Related bill: SF1059

AI Generated Summary

Purpose

The bill creates a PatientCentered Care program with the goal of better health outcomes and lower state health costs. It does this by paying health care providers directly to deliver services to Medical Assistance (MA) and MinnesotaCare enrollees, rather than paying through traditional managed care arrangements. It also allows counties to use a county-based purchasing option to participate in or form a new purchasing arrangement, which would administer payments under the program.

Main Provisions

  • Direct provider payments

    • The state will pay licensed health care providers directly for all services to MA enrollees and MinnesotaCare enrollees.
    • Payments go to individual providers and clinics, not to hospital systems or large provider networks.
    • Providers will also be paid separately for drugs, immunizations, and vaccines.
    • Providers must bill the state or the county-based purchaser directly; the state and purchasers may not shift risk to providers or other entities.
    • The state shall not renew contracts with managed care plans or integrated health partnerships for MA and MinnesotaCare services.
  • Care coordination

    • Primary care providers can be paid to coordinate care for MA and MinnesotaCare enrollees.
    • Enrollees may choose a primary care provider to act as their care coordinator.
    • Primary care physicians, nurses, and other qualified case management professionals can provide care coordination.
    • Clinics or counties providing care coordination receive a monthly fee per enrollee who uses the clinic for primary care.
    • Higher care coordination fees are set for clinics serving more people with factors that lead to health disparities.
    • The primary care provider oversees the enrollee’s overall health and coordinates with any case manager.
    • Community health workers at federally qualified health centers and other clinics may be paid to provide care coordination.
  • Community outreach and support services

    • Grants to community health clinics and CBPs to hire community health workers, nurses, or social workers to do community outreach and deliver care coordination, especially for people who face mental illness, homelessness, or other barriers to care.
    • Clinics will help patients enroll in medical assistance.
    • Grants to collaborate with medical providers to reduce hospital readmissions, including discharge planning, medical respite, and transitional care for patients leaving facilities or mental health/chemical dependency programs.
  • Enrollee support and access

    • The commissioner must maintain a hotline and a website to help enrollees locate providers.
    • A 24/7 nurse consultation helpline will be available.
    • The commissioner will contact enrollees who have not had preventive visits (based on claims data) to help them choose a primary care provider.
    • Counties with CBP may provide these services through DHS reimbursement.
  • Provider standards and timing

    • The commissioner must ensure reimbursement rates are reasonable and fair, meet federal CMS requirements, and help prevent shortages in areas like mental health and dental services.
    • Reimbursement must be timely.
    • The commissioner should work with frontline providers to improve quality and reduce costs.

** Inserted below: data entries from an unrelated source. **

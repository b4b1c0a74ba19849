//! The pubcheck check suite.
//!
//! Every check implements [`pubcheck_engine::Check`] over its own item type:
//! binaries for the native-dependency resolver, manifest dependency groups
//! for the duplicate detector, package files for the metadata and
//! duplicate-file checks. Checks own their run-scoped bookkeeping
//! (resolution caches, candidate maps) as instance fields; nothing is shared
//! across checks or packages.

mod deps_solver;
mod description;
mod duplicate_deps;
mod duplicate_files;
mod executable;
mod files;
mod ports;
mod version;

pub use deps_solver::{DepsSolverCheck, Resolution};
pub use description::DescriptionCheck;
pub use duplicate_deps::{DuplicateDepsCheck, DuplicateGroup};
pub use duplicate_files::DuplicateFilesCheck;
pub use executable::ExecutableCheck;
pub use ports::{BinaryInspector, ElfInspector, SearchProvider};
pub use version::VersionCheck;
//! The generic check-execution engine.
//!
//! A check inspects a sequence of items and exposes the
//! validate → show → diff → fix lifecycle; [`run_check`] drives it:
//!
//! - every item goes through [`Check::validate`]; a `false` return or an
//!   `Err` marks the item failed (the error is logged, the run continues);
//! - a failed item gets [`Check::show`] unconditionally, then
//!   [`Check::diff`] and/or [`Check::fix`] depending on [`RunOptions`];
//! - an `Err` from `fix` is unrecoverable (a manifest or filesystem write
//!   went wrong) and propagates; earlier fixes in the same run are not
//!   rolled back.
//!
//! Items are visited in the order the check produces them; the engine never
//! sorts, retries, or revisits. An empty item sequence passes vacuously.

use std::fmt::Display;

use anyhow::Context;
use tracing::{debug, info, warn};

/// What to do with items that fail validation, beyond showing the diagnosis.
#[derive(Debug, Clone, Copy, Default)]
pub struct RunOptions {
    /// Log a proposed remediation diff for each failing item.
    pub diff: bool,
    /// Apply the remediation, mutating the package and/or filesystem.
    pub fix: bool,
}

/// Terminal report for one check run.
#[derive(Debug, Clone)]
pub struct CheckReport {
    pub check: &'static str,
    /// Number of items inspected.
    pub checked: usize,
    /// Items that failed validation, in iteration order.
    pub failures: Vec<String>,
    /// Number of failing items a fix was applied to.
    pub fixed: usize,
}

impl CheckReport {
    fn new(check: &'static str) -> Self {
        Self {
            check,
            checked: 0,
            failures: Vec::new(),
            fixed: 0,
        }
    }

    pub fn passed(&self) -> bool {
        self.failures.is_empty()
    }
}

/// One check over one package: an item source plus the lifecycle methods.
///
/// Checks that need bookkeeping across lifecycle calls (candidate maps,
/// resolution caches) keep it in instance fields, constructed fresh per run
/// and never shared across checks or packages.
pub trait Check {
    type Item: Display;

    fn name(&self) -> &'static str;

    /// Produce the items to inspect, in their natural order (filesystem
    /// traversal order for file checks, manifest insertion order for
    /// dependency checks).
    fn items(&mut self) -> anyhow::Result<Vec<Self::Item>>;

    /// Decide whether the item is acceptable. `Ok(false)` and `Err` both
    /// mean failure; `Err` additionally gets logged.
    fn validate(&mut self, item: &Self::Item) -> anyhow::Result<bool>;

    /// Diagnose a failing item (logging only).
    fn show(&mut self, item: &Self::Item);

    /// Describe the proposed remediation (logging only, no mutation).
    fn diff(&mut self, item: &Self::Item);

    /// Apply the remediation. Mutates the package state and/or filesystem
    /// and persists what it changed.
    fn fix(&mut self, item: &Self::Item) -> anyhow::Result<()>;
}

/// Drive one check to completion and report the aggregate outcome.
pub fn run_check<C: Check>(check: &mut C, opts: RunOptions) -> anyhow::Result<CheckReport> {
    let name = check.name();
    let items = check
        .items()
        .with_context(|| format!("enumerate items for check '{name}'"))?;
    debug!(check = name, "inspecting {} item(s)", items.len());

    let mut report = CheckReport::new(name);
    for item in &items {
        report.checked += 1;

        let valid = match check.validate(item) {
            Ok(valid) => valid,
            Err(err) => {
                warn!(check = name, "validation of '{item}' errored: {err:#}");
                false
            }
        };
        if valid {
            continue;
        }

        report.failures.push(item.to_string());
        check.show(item);
        if opts.diff {
            check.diff(item);
        }
        if opts.fix {
            check
                .fix(item)
                .with_context(|| format!("fix '{item}' (check '{name}')"))?;
            report.fixed += 1;
        }
    }

    if report.passed() {
        info!(check = name, "passed ({} item(s))", report.checked);
    } else {
        info!(
            check = name,
            "failed: {}/{} item(s)",
            report.failures.len(),
            report.checked
        );
    }
    Ok(report)
}
use std::fmt;
use std::str::FromStr;

use thiserror::Error;

/// A manifest dependency key: one declared dependency, identified by the
/// repository it is pinned to and the package name within that repository.
///
/// Encoded in the manifest as `"repo::package"`. The package part may itself
/// carry a category (`"stable::sys-libs/zlib"`); the key does not interpret
/// it further.
#[derive(Debug, Clone, PartialEq, Eq, PartialOrd, Ord, Hash)]
pub struct DepKey {
    pub repository: String,
    pub name: String,
}

impl DepKey {
    pub fn new(repository: impl Into<String>, name: impl Into<String>) -> Self {
        Self {
            repository: repository.into(),
            name: name.into(),
        }
    }
}

impl fmt::Display for DepKey {
    fn fmt(&self, f: &mut fmt::Formatter<'_>) -> fmt::Result {
        write!(f, "{}::{}", self.repository, self.name)
    }
}

#[derive(Debug, Clone, PartialEq, Eq, Error)]
pub enum DepKeyError {
    #[error("dependency key '{0}' is missing the '::' separator")]
    MissingSeparator(String),
    #[error("dependency key '{0}' has an empty repository part")]
    EmptyRepository(String),
    #[error("dependency key '{0}' has an empty package part")]
    EmptyName(String),
}

impl FromStr for DepKey {
    type Err = DepKeyError;

    fn from_str(s: &str) -> Result<Self, Self::Err> {
        let (repository, name) = s
            .split_once("::")
            .ok_or_else(|| DepKeyError::MissingSeparator(s.to_string()))?;
        if repository.is_empty() {
            return Err(DepKeyError::EmptyRepository(s.to_string()));
        }
        if name.is_empty() {
            return Err(DepKeyError::EmptyName(s.to_string()));
        }
        Ok(Self::new(repository, name))
    }
}

#[cfg(test)]
mod tests {
    use super::*;

    #[test]
    fn parses_repo_and_package() {
        let key: DepKey = "stable::openssl".parse().expect("valid key");
        assert_eq!(key.repository, "stable");
        assert_eq!(key.name, "openssl");
    }

    #[test]
    fn keeps_category_in_package_part() {
        let key: DepKey = "unstable::sys-libs/zlib".parse().expect("valid key");
        assert_eq!(key.repository, "unstable");
        assert_eq!(key.name, "sys-libs/zlib");
    }

    #[test]
    fn splits_on_first_separator_only() {
        let key: DepKey = "stable::odd::name".parse().expect("valid key");
        assert_eq!(key.repository, "stable");
        assert_eq!(key.name, "odd::name");
    }

    #[test]
    fn rejects_missing_separator() {
        let err = "openssl".parse::<DepKey>().expect_err("no separator");
        assert_eq!(err, DepKeyError::MissingSeparator("openssl".to_string()));
    }

    #[test]
    fn rejects_empty_parts() {
        assert!(matches!(
            "::zlib".parse::<DepKey>(),
            Err(DepKeyError::EmptyRepository(_))
        ));
        assert!(matches!(
            "stable::".parse::<DepKey>(),
            Err(DepKeyError::EmptyName(_))
        ));
    }

    #[test]
    fn display_round_trips() {
        let key = DepKey::new("beta", "net-libs/curl");
        assert_eq!(key.to_string(), "beta::net-libs/curl");
        assert_eq!(key.to_string().parse::<DepKey>().expect("round trip"), key);
    }
}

Significant Changes from Current Law

  • Elimination of direct payments through managed care plans and integrated health partnerships for MA and MinnesotaCare; shift to direct payments to individual providers and clinics.
  • Replacing or superseding existing MA/MinnesotaCare managed care contracts and integrated health partnerships with a direct payment and provider-based care coordination model.
  • Introduction of a formal care coordination framework with monthly fees paid to clinics or providers.
  • Expanded role for community health workers, CHCs, and CBPs in outreach, enrollment assistance, and discharge planning to reduce hospital readmissions.
  • Greater emphasis on provider-level accountability for timely payments and adherence to CMS requirements; explicit avoidance of risk shifting to providers or purchaser entities.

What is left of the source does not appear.